Agreed, and particularly network cards that can do this without going through the OS. And practically all modern network cards are based on PCIe. Also remember that most WiFi solutions are closed designs with no driver source. And they often are manufactured in China.

nexos · Post by **nexos** » Sat Oct 02, 2021 1:23 pm

The problem is, the OS can do nothing to protect itself against malicious hardware. Malicious hardware has to be nstalled either by the motherboard manufacturer, the user, or by a computer store. Simple solution: get your hardware and computers from reputable places

Malicious drivers, OTOH, or much more of a threat. A malicious PCIe card can't magically find itself attached to a PCIe slot on the motherboard. The user installed it more then likely. A malicious driver, however, could be maliciously installed on Linux / Windows / MacOS if the user found a way to circumvent their security systems.

Of course, more concerning is that ring 0 software other then the kernel installs drivers these days. Look at GRUB. There's an attack surface that would be even more tricky to recover from!

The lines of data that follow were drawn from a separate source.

//! Request handlers for the identity, session and recipe endpoints

use axum::extract::rejection::{JsonRejection, QueryRejection};
use axum::extract::{Path, Query, State};
use axum::http::{header, HeaderMap, StatusCode};
use axum::response::IntoResponse;
use axum::Json;
use serde::Deserialize;
use serde_json::json;

use cookbook_lakehouse::{
    IdentityListing, IdentityPatch, IdentityQuery, IdentityView, PageRequest, Recipe,
    RecipeDraft, RecipeFilter, RecipeListing, RecipePatch, RecipeQuery, SessionClaims, SortOrder,
};

use crate::cookie::presented_token;
use crate::error::ApiError;
use crate::AppState;

type ApiResult<T> = Result<T, ApiError>;

// ─── Request bodies and query strings ───

#[derive(Debug, Deserialize)]
#[serde(rename_all = "camelCase")]
pub struct RegisterRequest {
    #[serde(alias = "username")]
    pub display_name: String,
    #[serde(alias = "email")]
    pub address: String,
    #[serde(alias = "password")]
    pub secret: String,
}

#[derive(Debug, Deserialize)]
pub struct LoginRequest {
    #[serde(alias = "email")]
    pub address: String,
    #[serde(alias = "password")]
    pub secret: String,
}

/// Assertion from an identity provider the caller already verified
#[derive(Debug, Deserialize)]
#[serde(rename_all = "camelCase")]
pub struct FederatedRequest {
    #[serde(alias = "username")]
    pub display_name: String,
    #[serde(alias = "email")]
    pub address: String,
    #[serde(default, alias = "googlePhoto")]
    pub profile_image: Option<String>,
}

#[derive(Debug, Default, Deserialize)]
#[serde(default)]
pub struct IdentityListParams {
    #[serde(alias = "startIndex")]
    pub start_index: Option<usize>,
    pub limit: Option<usize>,
    #[serde(alias = "sort")]
    pub order: Option<String>,
}

#[derive(Debug, Default, Deserialize)]
#[serde(default)]
pub struct RecipeListParams {
    #[serde(alias = "startIndex")]
    pub start_index: Option<usize>,
    pub limit: Option<usize>,
    pub order: Option<String>,
    #[serde(alias = "userId")]
    pub owner_id: Option<String>,
    #[serde(alias = "ingrediant")]
    pub ingredient: Option<String>,
    pub slug: Option<String>,
    #[serde(alias = "recipeId")]
    pub recipe_id: Option<String>,
    #[serde(alias = "searchTerm")]
    pub search_term: Option<String>,
}

fn page(start_index: Option<usize>, limit: Option<usize>, order: Option<&str>) -> PageRequest {
    PageRequest::new(
        start_index.unwrap_or(0),
        limit.unwrap_or(PageRequest::DEFAULT_LIMIT),
        order.map(SortOrder::from_str).unwrap_or_default(),
    )
}

fn caller(state: &AppState, headers: &HeaderMap) -> ApiResult<SessionClaims> {
    let token = presented_token(headers);
    Ok(state.cookbook.gate().authenticate(token.as_deref())?)
}

// ─── Health ───

pub async fn health_check() -> impl IntoResponse {
    Json(json!({
        "status": "healthy",
        "version": env!("CARGO_PKG_VERSION")
    }))
}

// ─── Identities ───

pub async fn register(
    State(state): State<AppState>,
    payload: Result<Json<RegisterRequest>, JsonRejection>,
) -> ApiResult<(StatusCode, Json<IdentityView>)> {
    let Json(req) = payload?;
    let view = state
        .cookbook
        .auth()
        .register(req.display_name, req.address, req.secret)
        .await?;
    Ok((StatusCode::CREATED, Json(view)))
}

pub async fn login(
    State(state): State<AppState>,
    payload: Result<Json<LoginRequest>, JsonRejection>,
) -> ApiResult<impl IntoResponse> {
    let Json(req) = payload?;
    let session = state.cookbook.auth().login(req.address, req.secret).await?;
    let cookie = state.cookies.session_cookie(&session.token)?;
    Ok(([(header::SET_COOKIE, cookie)], Json(session.identity)))
}

pub async fn federated_login(
    State(state): State<AppState>,
    payload: Result<Json<FederatedRequest>, JsonRejection>,
) -> ApiResult<impl IntoResponse> {
    let Json(req) = payload?;
    let session = state
        .cookbook
        .auth()
        .federated_login(req.display_name, req.address, req.profile_image)
        .await?;
    let cookie = state.cookies.session_cookie(&session.token)?;
    Ok(([(header::SET_COOKIE, cookie)], Json(session.identity)))
}

/// Always succeeds; an absent or stale token still gets its cookie cleared
pub async fn logout(State(state): State<AppState>, headers: HeaderMap) -> impl IntoResponse {
    let claims = caller(&state, &headers).ok();
    state.cookbook.auth().logout(claims.as_ref());
    (
        [(header::SET_COOKIE, state.cookies.clear_cookie())],
        Json(json!({ "success": true, "message": "Logged out" })),
    )
}

pub async fn list_identities(
    State(state): State<AppState>,
    params: Result<Query<IdentityListParams>, QueryRejection>,
) -> ApiResult<Json<IdentityListing>> {
    let Query(params) = params?;
    let query = IdentityQuery {
        page: page(params.start_index, params.limit, params.order.as_deref()),
    };
    Ok(Json(state.cookbook.accounts().list(query).await?))
}

pub async fn get_identity(
    State(state): State<AppState>,
    Path(id): Path<String>,
) -> ApiResult<Json<IdentityView>> {
    Ok(Json(state.cookbook.accounts().get(&id).await?))
}

pub async fn update_identity(
    State(state): State<AppState>,
    Path(id): Path<String>,
    payload: Result<Json<IdentityPatch>, JsonRejection>,
) -> ApiResult<Json<IdentityView>> {
    let Json(patch) = payload?;
    Ok(Json(
        state.cookbook.accounts().update_profile(&id, patch).await?,
    ))
}

pub async fn delete_identity(
    State(state): State<AppState>,
    Path((acting_as, target_id)): Path<(String, String)>,
    headers: HeaderMap,
) -> ApiResult<impl IntoResponse> {
    let claims = caller(&state, &headers)?;
    state
        .cookbook
        .accounts()
        .delete_identity(&claims, &acting_as, &target_id)
        .await?;
    Ok(Json(
        json!({ "success": true, "message": "Identity has been deleted" }),
    ))
}

// ─── Recipes ───

pub async fn list_recipes(
    State(state): State<AppState>,
    params: Result<Query<RecipeListParams>, QueryRejection>,
) -> ApiResult<Json<RecipeListing>> {
    let Query(params) = params?;
    let query = RecipeQuery {
        page: page(params.start_index, params.limit, params.order.as_deref()),
        filter: RecipeFilter {
            owner_id: params.owner_id,
            ingredient: params.ingredient,
            slug: params.slug,
            recipe_id: params.recipe_id,
            search_term: params.search_term,
        },
    };
    Ok(Json(state.cookbook.recipes().list(query).await?))
}

pub async fn get_recipe(
    State(state): State<AppState>,
    Path(id): Path<String>,
) -> ApiResult<Json<Recipe>> {
    Ok(Json(state.cookbook.recipes().get(&id).await?))
}

/// `POST /recipes/{actingAs}`; shares its path pattern with `get_recipe`
pub async fn create_recipe(
    State(state): State<AppState>,
    Path(acting_as): Path<String>,
    headers: HeaderMap,
    payload: Result<Json<RecipeDraft>, JsonRejection>,
) -> ApiResult<(StatusCode, Json<Recipe>)> {
    let claims = caller(&state, &headers)?;
    let Json(draft) = payload?;
    let recipe = state
        .cookbook
        .recipes()
        .create(&claims, &acting_as, draft)
        .await?;
    Ok((StatusCode::CREATED, Json(recipe)))
}

pub async fn update_recipe(
    State(state): State<AppState>,
    Path((acting_as, recipe_id)): Path<(String, String)>,
    headers: HeaderMap,
    payload: Result<Json<RecipePatch>, JsonRejection>,
) -> ApiResult<Json<Recipe>> {
    let claims = caller(&state, &headers)?;
    let Json(patch) = payload?;
    let recipe = state
        .cookbook
        .recipes()
        .update(&claims, &acting_as, &recipe_id, patch)
        .await?;
    Ok(Json(recipe))
}

pub async fn delete_recipe(
    State(state): State<AppState>,
    Path((acting_as, recipe_id)): Path<(String, String)>,
    headers: HeaderMap,
) -> ApiResult<impl IntoResponse> {
    let claims = caller(&state, &headers)?;
    state
        .cookbook
        .recipes()
        .delete(&claims, &acting_as, &recipe_id)
        .await?;
    Ok(Json(
        json!({ "success": true, "message": "Recipe has been deleted" }),
    ))
}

Or, the firmware. I like UEFI for a lot of its stuff, but allowing drivers to be loaded from the ESP and ROM is a disaster waiting to happen.

Hence, instead of worrying about what can't be controlled, OS developers should be worried about things that can be controlled. Although it appears there is still some software out of out control nowadays

Ethin · Post by **Ethin** » Tue Oct 05, 2021 6:03 pm

nexos wrote:The problem is, the OS can do nothing to protect itself against malicious hardware. Malicious hardware has to be nstalled either by the motherboard manufacturer, the user, or by a computer store. Simple solution: get your hardware and computers from reputable places

Malicious drivers, OTOH, or much more of a threat. A malicious PCIe card can't magically find itself attached to a PCIe slot on the motherboard. The user installed it more then likely. A malicious driver, however, could be maliciously installed on Linux / Windows / MacOS if the user found a way to circumvent their security systems.

Of course, more concerning is that ring 0 software other then the kernel installs drivers these days. Look at GRUB. There's an attack surface that would be even more tricky to recover from!

Or, the firmware. I like UEFI for a lot of its stuff, but allowing drivers to be loaded from the ESP and ROM is a disaster waiting to happen.

Hence, instead of worrying about what can't be controlled, OS developers should be worried about things that can be controlled. Although it appears there is still some software out of out control nowadays

That's what secure boot/measured boot/verified boot is designed to prevent. Granted, it isn't perfect, but what is? The idea is that if secure boot is enabled and the platform firmware isn't compromised, and the user uses their own keys (and nobody obtains the MS private key), the firmware won't load binaries that aren't signed. So you just add your own private keys, sign the binaries you want to load in your firmware usingsomething like hashtool (I think its called), and then you'll be fine. If an attacker tries to install a malicious driver on the ESP, FW won't load it until you sign it, or that's how its supposed to work. Again, it isn't perfect, but its a good start. The ROM is a totally different can of worms.
Edit: I think that measured boot takes care of the ROM part. If I understand it right, the idea with that is that the TPM "measures" all the firmware components based on hashes stored within the TPM PCRs while the platform is being initialized, and if any of the hashes don't match, the entire initialization process is halted. But again, I might be wrong about that.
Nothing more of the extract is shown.